Child, maternal and newborn health

More children are surviving their childhood in Liberia than ever before but efforts to save lives have to be accelerated.

UNICEF/Liberia 2018

The challenge

Liberia has come a long way since the war ended in 2003. Access to basic health services has improved significantly. The country slashed the death rate of children under 5 by two thirds, achieving one of the key Millennium Development Goals by 2015. Three quarters of children are immunized against measles and there have been no new polio cases recorded since 2010.

Still, not every child stands a chance to survive.

Imagine 152 yellow school buses, carrying a total of 11,000 young children. That’s how many children under 5 die every year in Liberia. They lose their lives to easily preventable diseases such as neonatal causes, malaria, pneumonia, diarrhoea and measles. And the most vulnerable are newborn babies. At least a third of all under-five mortality occurs in the first month of life.

To make matters worse, pregnant women and mothers are also at risk. Liberia has one of the world’s highest rates of maternal mortality. One out of every ten women dies while pregnant, giving birth to their babies or in the aftermath of delivery. When a mother dies, the likelihood of her baby dying increases.
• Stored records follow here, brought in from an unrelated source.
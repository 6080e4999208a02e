use glam::{Quat, Vec3};
use rkyv::util::AlignedVec;
use rkyv::{Archive, Deserialize, Serialize, rancor};

macro_rules! from_bytes {
    ($ty:ty, $bytes:expr) => {
        rkyv::from_bytes::<$ty, rancor::Error>($bytes).map_err(PacketError::Deserialize)?
    };
}

macro_rules! to_bytes {
    ($value:expr) => {
        rkyv::to_bytes::<rancor::Error>($value)
            .map_err(PacketError::Serialize)?
            .into_vec()
    };
}

pub const PROTOCOL_VERSION: u32 = 1;
pub const PROTOCOL_MAGIC: u32 = 0x5350_4143;
pub const DEFAULT_PORT: u16 = 6969;
pub const DEFAULT_TICK_RATE: u32 = 50;

#[derive(Debug, Clone, Copy, PartialEq, Eq, Hash)]
#[repr(u8)]
pub enum PacketKind {
    ClientConnect = 1,
    GameState = 2,
    SpawnPlayer = 3,
    DespawnPlayer = 4,
    UpdatePlayer = 5,
    TeleportPlayer = 6,
    SpawnLaser = 7,
    DespawnLaser = 8,
    Collision = 9,
    TextToClient = 10,
    Input = 11,
    TextToServer = 12,
}

impl PacketKind {
    pub fn from_tag(tag: u8) -> Option<Self> {
        Some(match tag {
            1 => Self::ClientConnect,
            2 => Self::GameState,
            3 => Self::SpawnPlayer,
            4 => Self::DespawnPlayer,
            5 => Self::UpdatePlayer,
            6 => Self::TeleportPlayer,
            7 => Self::SpawnLaser,
            8 => Self::DespawnLaser,
            9 => Self::Collision,
            10 => Self::TextToClient,
            11 => Self::Input,
            12 => Self::TextToServer,
            _ => return None,
        })
    }

    pub fn tag(self) -> u8 {
        self as u8
    }
}

#[derive(Debug, Clone, Copy, Default, PartialEq, Archive, Serialize, Deserialize)]
#[rkyv(derive(Debug))]
pub struct WireVec3 {
    pub x: f32,
    pub y: f32,
    pub z: f32,
}

impl From<Vec3> for WireVec3 {
    fn from(v: Vec3) -> Self {
        Self {
            x: v.x,
            y: v.y,
            z: v.z,
        }
    }
}

impl From<WireVec3> for Vec3 {
    fn from(v: WireVec3) -> Self {
        Vec3::new(v.x, v.y, v.z)
    }
}

#[derive(Debug, Clone, Copy, PartialEq, Archive, Serialize, Deserialize)]
#[rkyv(derive(Debug))]
pub struct WireQuat {
    pub x: f32,
    pub y: f32,
    pub z: f32,
    pub w: f32,
}

impl Default for WireQuat {
    fn default() -> Self {
        Quat::IDENTITY.into()
    }
}

impl From<Quat> for WireQuat {
    fn from(q: Quat) -> Self {
        Self {
            x: q.x,
            y: q.y,
            z: q.z,
            w: q.w,
        }
    }
}

impl From<WireQuat> for Quat {
    fn from(q: WireQuat) -> Self {
        let quat = Quat::from_xyzw(q.x, q.y, q.z, q.w);
        if quat.length_squared() > f32::EPSILON {
            quat.normalize()
        } else {
            Quat::IDENTITY
        }
    }
}

#[derive(Debug, Clone, Copy, Default, PartialEq, Archive, Serialize, Deserialize)]
#[rkyv(derive(Debug))]
pub struct PlayerRecord {
    pub entity_id: u32,
    pub position: WireVec3,
    pub linear_velocity: WireVec3,
    /// Carried as acceleration by the client's dead reckoning; the server sends zero.
    pub reserved: WireVec3,
    pub orientation: WireQuat,
}

#[derive(Debug, Clone, Copy, Default, PartialEq, Archive, Serialize, Deserialize)]
#[rkyv(derive(Debug))]
pub struct LaserRecord {
    pub entity_id: u32,
    pub start_time_ms: u64,
    pub end_time_ms: u64,
    pub origin: WireVec3,
    pub orientation: WireQuat,
}

#[derive(Debug, Clone, PartialEq, Archive, Serialize, Deserialize)]
#[rkyv(derive(Debug))]
pub struct ClientConnect {
    pub entity_id: u32,
    pub server_time_ms: u64,
}

#[derive(Debug, Clone, Default, PartialEq, Archive, Serialize, Deserialize)]
#[rkyv(derive(Debug))]
pub struct GameState {
    pub players: Vec<PlayerRecord>,
    pub lasers: Vec<LaserRecord>,
}

#[derive(Debug, Clone, PartialEq, Archive, Serialize, Deserialize)]
#[rkyv(derive(Debug))]
pub struct PlayerSnapshot {
    pub server_time_ms: u64,
    pub player: PlayerRecord,
}

#[derive(Debug, Clone, PartialEq, Archive, Serialize, Deserialize)]
#[rkyv(derive(Debug))]
pub struct EntityRef {
    pub entity_id: u32,
}

#[derive(Debug, Clone, PartialEq, Archive, Serialize, Deserialize)]
#[rkyv(derive(Debug))]
pub struct CollisionPair {
    pub entity_a: u32,
    pub entity_b: u32,
}

#[derive(Debug, Clone, PartialEq, Archive, Serialize, Deserialize)]
#[rkyv(derive(Debug))]
pub struct InputSample {
    pub client_time_ms: u64,
    pub keys: u16,
}

#[derive(Debug, Clone, PartialEq, Archive, Serialize, Deserialize)]
#[rkyv(derive(Debug))]
pub struct TextMessage {
    pub text: String,
}

#[derive(Debug, Clone, PartialEq, Archive, Serialize, Deserialize)]
#[rkyv(derive(Debug))]
struct Envelope {
    magic: u32,
    version: u32,
    kind: u8,
    payload: Vec<u8>,
}

#[derive(Debug, Clone, PartialEq)]
pub enum Message {
    ClientConnect(ClientConnect),
    GameState(GameState),
    SpawnPlayer(PlayerRecord),
    DespawnPlayer(EntityRef),
    UpdatePlayer(PlayerSnapshot),
    TeleportPlayer(PlayerSnapshot),
    SpawnLaser(LaserRecord),
    DespawnLaser(EntityRef),
    Collision(CollisionPair),
    TextToClient(TextMessage),
    Input(InputSample),
    TextToServer(TextMessage),
}

#[derive(Debug, thiserror::Error)]
pub enum PacketError {
    #[error("serialization failed: {0}")]
    Serialize(rancor::Error),
    #[error("deserialization failed: {0}")]
    Deserialize(rancor::Error),
    #[error("bad envelope (magic {magic:#x}, version {version})")]
    BadEnvelope { magic: u32, version: u32 },
}

impl Message {
    pub fn kind(&self) -> PacketKind {
        match self {
            Self::ClientConnect(_) => PacketKind::ClientConnect,
            Self::GameState(_) => PacketKind::GameState,
            Self::SpawnPlayer(_) => PacketKind::SpawnPlayer,
            Self::DespawnPlayer(_) => PacketKind::DespawnPlayer,
            Self::UpdatePlayer(_) => PacketKind::UpdatePlayer,
            Self::TeleportPlayer(_) => PacketKind::TeleportPlayer,
            Self::SpawnLaser(_) => PacketKind::SpawnLaser,
            Self::DespawnLaser(_) => PacketKind::DespawnLaser,
            Self::Collision(_) => PacketKind::Collision,
            Self::TextToClient(_) => PacketKind::TextToClient,
            Self::Input(_) => PacketKind::Input,
            Self::TextToServer(_) => PacketKind::TextToServer,
        }
    }

    pub fn encode(&self) -> Result<Vec<u8>, PacketError> {
        let payload = match self {
            Self::ClientConnect(p) => to_bytes!(p),
            Self::GameState(p) => to_bytes!(p),
            Self::SpawnPlayer(p) => to_bytes!(p),
            Self::DespawnPlayer(p) => to_bytes!(p),
            Self::UpdatePlayer(p) => to_bytes!(p),
            Self::TeleportPlayer(p) => to_bytes!(p),
            Self::SpawnLaser(p) => to_bytes!(p),
            Self::DespawnLaser(p) => to_bytes!(p),
            Self::Collision(p) => to_bytes!(p),
            Self::TextToClient(p) => to_bytes!(p),
            Self::Input(p) => to_bytes!(p),
            Self::TextToServer(p) => to_bytes!(p),
        };

        let envelope = Envelope {
            magic: PROTOCOL_MAGIC,
            version: PROTOCOL_VERSION,
            kind: self.kind().tag(),
            payload,
        };

        rkyv::to_bytes::<rancor::Error>(&envelope)
            .map(|aligned| aligned.into_vec())
            .map_err(PacketError::Serialize)
    }

    /// Decodes one framed packet. Unknown kind tags yield `Ok(None)`.
    pub fn decode(data: &[u8]) -> Result<Option<Self>, PacketError> {
        let envelope = rkyv::from_bytes::<Envelope, rancor::Error>(&aligned(data))
            .map_err(PacketError::Deserialize)?;

        if envelope.magic != PROTOCOL_MAGIC || envelope.version != PROTOCOL_VERSION {
            return Err(PacketError::BadEnvelope {
                magic: envelope.magic,
                version: envelope.version,
            });
        }

        let Some(kind) = PacketKind::from_tag(envelope.kind) else {
            log::trace!("Ignoring packet with unknown kind {}", envelope.kind);
            return Ok(None);
        };

        let payload = aligned(&envelope.payload);
        let message = match kind {
            PacketKind::ClientConnect => {
                Self::ClientConnect(from_bytes!(ClientConnect, &payload))
            }
            PacketKind::GameState => Self::GameState(from_bytes!(GameState, &payload)),
            PacketKind::SpawnPlayer => Self::SpawnPlayer(from_bytes!(PlayerRecord, &payload)),
            PacketKind::DespawnPlayer => Self::DespawnPlayer(from_bytes!(EntityRef, &payload)),
            PacketKind::UpdatePlayer => {
                Self::UpdatePlayer(from_bytes!(PlayerSnapshot, &payload))
            }
            PacketKind::TeleportPlayer => {
                Self::TeleportPlayer(from_bytes!(PlayerSnapshot, &payload))
            }
            PacketKind::SpawnLaser => Self::SpawnLaser(from_bytes!(LaserRecord, &payload)),
            PacketKind::DespawnLaser => Self::DespawnLaser(from_bytes!(EntityRef, &payload)),
            PacketKind::Collision => Self::Collision(from_bytes!(CollisionPair, &payload)),
            PacketKind::TextToClient => Self::TextToClient(from_bytes!(TextMessage, &payload)),
            PacketKind::Input => Self::Input(from_bytes!(InputSample, &payload)),
            PacketKind::TextToServer => Self::TextToServer(from_bytes!(TextMessage, &payload)),
        };

        Ok(Some(message))
    }
}

/// rkyv validates alignment, and frames come off the wire at arbitrary offsets.
fn aligned(data: &[u8]) -> AlignedVec {
    let mut buffer: AlignedVec = AlignedVec::with_capacity(data.len());
    buffer.extend_from_slice(data);
    buffer
}

pub fn client_connect(entity_id: u32, server_time_ms: u64) -> Message {
    Message::ClientConnect(ClientConnect {
        entity_id,
        server_time_ms,
    })
}

pub fn game_state(players: Vec<PlayerRecord>, lasers: Vec<LaserRecord>) -> Message {
    Message::GameState(GameState { players, lasers })
}

pub fn despawn_player(entity_id: u32) -> Message {
    Message::DespawnPlayer(EntityRef { entity_id })
}

pub fn update_player(server_time_ms: u64, player: PlayerRecord) -> Message {
    Message::UpdatePlayer(PlayerSnapshot {
        server_time_ms,
        player,
    })
}

pub fn despawn_laser(entity_id: u32) -> Message {
    Message::DespawnLaser(EntityRef { entity_id })
}

pub fn collision(entity_a: u32, entity_b: u32) -> Message {
    Message::Collision(CollisionPair { entity_a, entity_b })
}

pub fn input(client_time_ms: u64, keys: u16) -> Message {
    Message::Input(InputSample {
        client_time_ms,
        keys,
    })
}

#[cfg(test)]
mod tests {
    use super::*;

    #[test]
    fn test_kind_tags_are_stable() {
        for tag in 1..=12u8 {
            let kind = PacketKind::from_tag(tag).unwrap();
            assert_eq!(kind.tag(), tag);
        }
        assert!(PacketKind::from_tag(0).is_none());
        assert!(PacketKind::from_tag(200).is_none());
    }

    #[test]
    fn test_player_update_transmission() {
        let player = PlayerRecord {
            entity_id: 7,
            position: Vec3::new(1.0, 2.0, 3.0).into(),
            linear_velocity: Vec3::new(0.0, 0.0, 10.0).into(),
            reserved: WireVec3::default(),
            orientation: Quat::from_rotation_y(0.5).into(),
        };

        let bytes = update_player(1234, player).encode().unwrap();
        let decoded = Message::decode(&bytes).unwrap().unwrap();

        match decoded {
            Message::UpdatePlayer(snapshot) => {
                assert_eq!(snapshot.server_time_ms, 1234);
                assert_eq!(snapshot.player, player);
                let q: Quat = snapshot.player.orientation.into();
                assert!(q.abs_diff_eq(Quat::from_rotation_y(0.5), 1e-6));
            }
            other => panic!("Expected UpdatePlayer, got {:?}", other),
        }
    }

    #[test]
    fn test_every_kind_survives_the_wire() {
        let ship = PlayerRecord {
            entity_id: 3,
            position: Vec3::new(-4.0, 0.5, 90.0).into(),
            linear_velocity: Vec3::new(0.0, 1.0, -2.0).into(),
            reserved: Vec3::new(0.25, 0.0, 0.0).into(),
            orientation: Quat::from_rotation_x(1.2).into(),
        };
        let laser = LaserRecord {
            entity_id: 11,
            start_time_ms: 5_000,
            end_time_ms: 15_000,
            origin: Vec3::new(1.0, 2.0, 3.0).into(),
            orientation: Quat::from_rotation_z(-0.3).into(),
        };

        let messages = [
            client_connect(1, 987_654_321),
            game_state(vec![ship, PlayerRecord::default()], vec![laser]),
            Message::SpawnPlayer(ship),
            despawn_player(3),
            update_player(40_000, ship),
            Message::TeleportPlayer(PlayerSnapshot {
                server_time_ms: 40_020,
                player: ship,
            }),
            Message::SpawnLaser(laser),
            despawn_laser(11),
            collision(3, 4),
            Message::TextToClient(TextMessage {
                text: "welcome, pilot".to_string(),
            }),
            input(77, 0x0101),
            Message::TextToServer(TextMessage {
                text: "héllo ✓".to_string(),
            }),
        ];

        let mut seen = Vec::new();
        for message in messages {
            let bytes = message.encode().unwrap();
            let decoded = Message::decode(&bytes).unwrap();
            assert_eq!(decoded.as_ref(), Some(&message));
            seen.push(message.kind().tag());
        }
        assert_eq!(seen, (1..=12u8).collect::<Vec<_>>());
    }

    #[test]
    fn test_game_state_with_lists() {
        let players = vec![PlayerRecord::default(); 3];
        let lasers = vec![LaserRecord {
            entity_id: 9,
            start_time_ms: 100,
            end_time_ms: 10_100,
            ..Default::default()
        }];

        let bytes = game_state(players, lasers).encode().unwrap();
        let Some(Message::GameState(state)) = Message::decode(&bytes).unwrap() else {
            panic!("Expected GameState");
        };
        assert_eq!(state.players.len(), 3);
        assert_eq!(state.lasers[0].end_time_ms, 10_100);
    }

    #[test]
    fn test_unknown_kind_is_ignored() {
        let envelope = Envelope {
            magic: PROTOCOL_MAGIC,
            version: PROTOCOL_VERSION,
            kind: 99,
            payload: vec![1, 2, 3],
        };
        let bytes = rkyv::to_bytes::<rancor::Error>(&envelope).unwrap();

        assert!(Message::decode(&bytes).unwrap().is_none());
    }

    #[test]
    fn test_garbage_and_foreign_magic_rejected() {
        assert!(Message::decode(&[0xde, 0xad]).is_err());

        let envelope = Envelope {
            magic: 0x1234,
            version: PROTOCOL_VERSION,
            kind: PacketKind::Input.tag(),
            payload: Vec::new(),
        };
        let bytes = rkyv::to_bytes::<rancor::Error>(&envelope).unwrap();
        assert!(matches!(
            Message::decode(&bytes),
            Err(PacketError::BadEnvelope { magic: 0x1234, .. })
        ));
    }

    #[test]
    fn test_decode_from_unaligned_offset() {
        let bytes = input(55, 0b1000_0001).encode().unwrap();
        let mut shifted = vec![0u8];
        shifted.extend_from_slice(&bytes);

        let decoded = Message::decode(&shifted[1..]).unwrap();
        assert_eq!(decoded, Some(input(55, 0b1000_0001)));
    }

    #[test]
    fn test_degenerate_quat_falls_back_to_identity() {
        let zero = WireQuat {
            x: 0.0,
            y: 0.0,
            z: 0.0,
            w: 0.0,
        };
        assert_eq!(Quat::from(zero), Quat::IDENTITY);
    }
}
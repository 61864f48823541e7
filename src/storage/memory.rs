//! In-memory blob store, used in tests and local dry runs

use crate::storage::traits::{BlobStore, StorageResult};
use std::collections::HashMap;
use std::sync::Mutex;

/// Blob store holding everything in a process-local map
#[derive(Default)]
pub struct MemoryBlobStore {
    blobs: Mutex<HashMap<String, Vec<u8>>>,
}

impl MemoryBlobStore {
    pub fn new() -> Self {
        Self::default()
    }
}

impl BlobStore for MemoryBlobStore {
    fn put(&self, key: &str, bytes: &[u8]) -> StorageResult<()> {
        self.blobs
            .lock()
            .expect("blob map poisoned")
            .insert(key.to_string(), bytes.to_vec());
        Ok(())
    }

    fn get(&self, key: &str) -> StorageResult<Option<Vec<u8>>> {
        Ok(self
            .blobs
            .lock()
            .expect("blob map poisoned")
            .get(key)
            .cloned())
    }
}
Progress in Liberia is also hampered by high levels of malnutrition and a fragile healthcare system that deny children a fighting chance to survive common childhood illnesses.

Liberia loses 11,000 children under five each year.

Close to one in three children and adults live five kilometeres or more from a health facility. Trained health staff is in short supply, medicines are not always available and the outbreak of Ebola in 2014 and 2015 reversed many gains in child and maternal health.

The solution

With the resources available today, no child or mother should die of preventable causes. In Liberia, UNICEF assists the government and other partners to implement low-tech, inexpensive and high impact health interventions that save lives.

UNICEF works at all levels. We help to develop health sector policies and plans that focus on reducing child, neonatal and maternal deaths. We support the government to improve service delivery, especially in the most hard-to-reach south-eastern counties, and to mobilize communities to look after the health of children and women.

To make sure that children and women are getting the right medicines at the right time, UNICEF works with the Ministry of Health to procure and distribute essential drugs and supplies, track commodities and improve pharmaceutical storage capacities.

To improve maternal and newborn survival, health workers are trained to use simple but highly effective techniques to manage potentially fatal complications during pregnancy and childbirth. We promote reproductive health services for pregnant teenagers, maternal and newborn tetanus vaccination and prevention of mother-to-child transmission (PMTCT) of HIV services.

UNICEF helps to strengthen immunization services for children – from the policy and planning stage to the procurement, distribution and management of vaccines and cold chain equipment.  Special attention is given to outreach services in urban slums, where the majority of children and women who have not been immunized live.

We work with the National AIDS Control Programme and Ministry of Health to increase the number of health facilities providing HIV prevention and treatment for pregnant women, children and adolescents. UNICEF helps to create demand for these services and to ensure that clinics have HIV test kits and antiretorviral drugs.

At the community level, UNICEF supports integrated community case management of diarrhea, malaria and pneumonia. More than 730 UNICEF supported community health assistants visit homes in the south-eastern counties, providing life saving healthcare to children and women in the most remote and hard-to-reach areas of Liberia.